> **About this task**:
After checking the listing below, say how many of its lines contain the string "EnvFilter". Only the number is needed.

> **Record set**:
---+---
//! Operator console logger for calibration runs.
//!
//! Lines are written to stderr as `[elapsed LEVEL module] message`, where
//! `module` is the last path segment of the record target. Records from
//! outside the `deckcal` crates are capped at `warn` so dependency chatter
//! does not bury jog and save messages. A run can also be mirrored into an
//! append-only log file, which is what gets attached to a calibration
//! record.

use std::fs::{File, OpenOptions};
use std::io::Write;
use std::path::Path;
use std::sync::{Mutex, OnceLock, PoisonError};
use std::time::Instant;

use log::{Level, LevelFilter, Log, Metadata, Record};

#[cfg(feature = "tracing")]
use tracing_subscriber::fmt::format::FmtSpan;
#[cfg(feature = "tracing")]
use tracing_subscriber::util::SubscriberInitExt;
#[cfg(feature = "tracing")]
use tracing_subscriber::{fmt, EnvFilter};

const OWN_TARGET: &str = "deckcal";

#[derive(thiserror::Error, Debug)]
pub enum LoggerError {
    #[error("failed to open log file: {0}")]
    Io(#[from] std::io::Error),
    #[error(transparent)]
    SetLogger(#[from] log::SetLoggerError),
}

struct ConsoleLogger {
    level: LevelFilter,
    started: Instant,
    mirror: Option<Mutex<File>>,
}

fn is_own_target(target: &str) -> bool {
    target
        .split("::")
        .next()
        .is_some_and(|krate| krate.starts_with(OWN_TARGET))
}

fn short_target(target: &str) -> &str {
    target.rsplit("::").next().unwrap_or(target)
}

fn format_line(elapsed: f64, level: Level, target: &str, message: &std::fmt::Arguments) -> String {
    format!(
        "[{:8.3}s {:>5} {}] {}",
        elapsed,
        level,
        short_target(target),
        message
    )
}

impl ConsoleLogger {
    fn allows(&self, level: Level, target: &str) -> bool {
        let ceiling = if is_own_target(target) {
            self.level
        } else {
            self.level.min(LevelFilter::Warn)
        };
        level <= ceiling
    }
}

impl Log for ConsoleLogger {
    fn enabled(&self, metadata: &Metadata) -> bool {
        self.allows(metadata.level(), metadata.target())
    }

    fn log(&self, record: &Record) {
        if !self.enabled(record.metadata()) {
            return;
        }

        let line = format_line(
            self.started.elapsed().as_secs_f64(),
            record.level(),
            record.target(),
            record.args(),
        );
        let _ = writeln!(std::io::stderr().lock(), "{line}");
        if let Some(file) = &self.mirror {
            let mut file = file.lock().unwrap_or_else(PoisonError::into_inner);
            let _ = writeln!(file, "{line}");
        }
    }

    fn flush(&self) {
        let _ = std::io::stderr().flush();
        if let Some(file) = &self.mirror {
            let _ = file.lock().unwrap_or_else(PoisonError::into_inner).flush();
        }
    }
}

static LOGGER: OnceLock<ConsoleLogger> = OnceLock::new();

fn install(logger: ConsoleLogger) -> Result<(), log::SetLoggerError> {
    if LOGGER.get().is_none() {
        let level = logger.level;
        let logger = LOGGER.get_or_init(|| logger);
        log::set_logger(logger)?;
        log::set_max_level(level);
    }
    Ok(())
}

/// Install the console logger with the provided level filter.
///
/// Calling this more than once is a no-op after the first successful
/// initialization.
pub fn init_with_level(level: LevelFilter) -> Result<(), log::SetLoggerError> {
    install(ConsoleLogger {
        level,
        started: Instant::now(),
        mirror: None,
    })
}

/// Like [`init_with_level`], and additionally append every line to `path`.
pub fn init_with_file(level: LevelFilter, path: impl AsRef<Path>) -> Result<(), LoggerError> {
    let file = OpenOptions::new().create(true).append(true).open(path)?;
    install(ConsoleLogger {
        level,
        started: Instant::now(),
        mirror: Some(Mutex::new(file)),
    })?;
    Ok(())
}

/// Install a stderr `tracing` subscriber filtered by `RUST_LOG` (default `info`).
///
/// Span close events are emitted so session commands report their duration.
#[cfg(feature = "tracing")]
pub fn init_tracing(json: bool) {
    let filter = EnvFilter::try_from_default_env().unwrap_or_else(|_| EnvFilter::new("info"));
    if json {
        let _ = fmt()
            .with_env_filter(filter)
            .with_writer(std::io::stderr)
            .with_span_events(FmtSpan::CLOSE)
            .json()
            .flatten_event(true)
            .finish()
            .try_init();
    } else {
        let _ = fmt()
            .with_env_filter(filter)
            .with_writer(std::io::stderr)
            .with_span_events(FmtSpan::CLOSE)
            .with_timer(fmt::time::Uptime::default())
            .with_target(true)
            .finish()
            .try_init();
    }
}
---+---
> **Exercise answer**:
2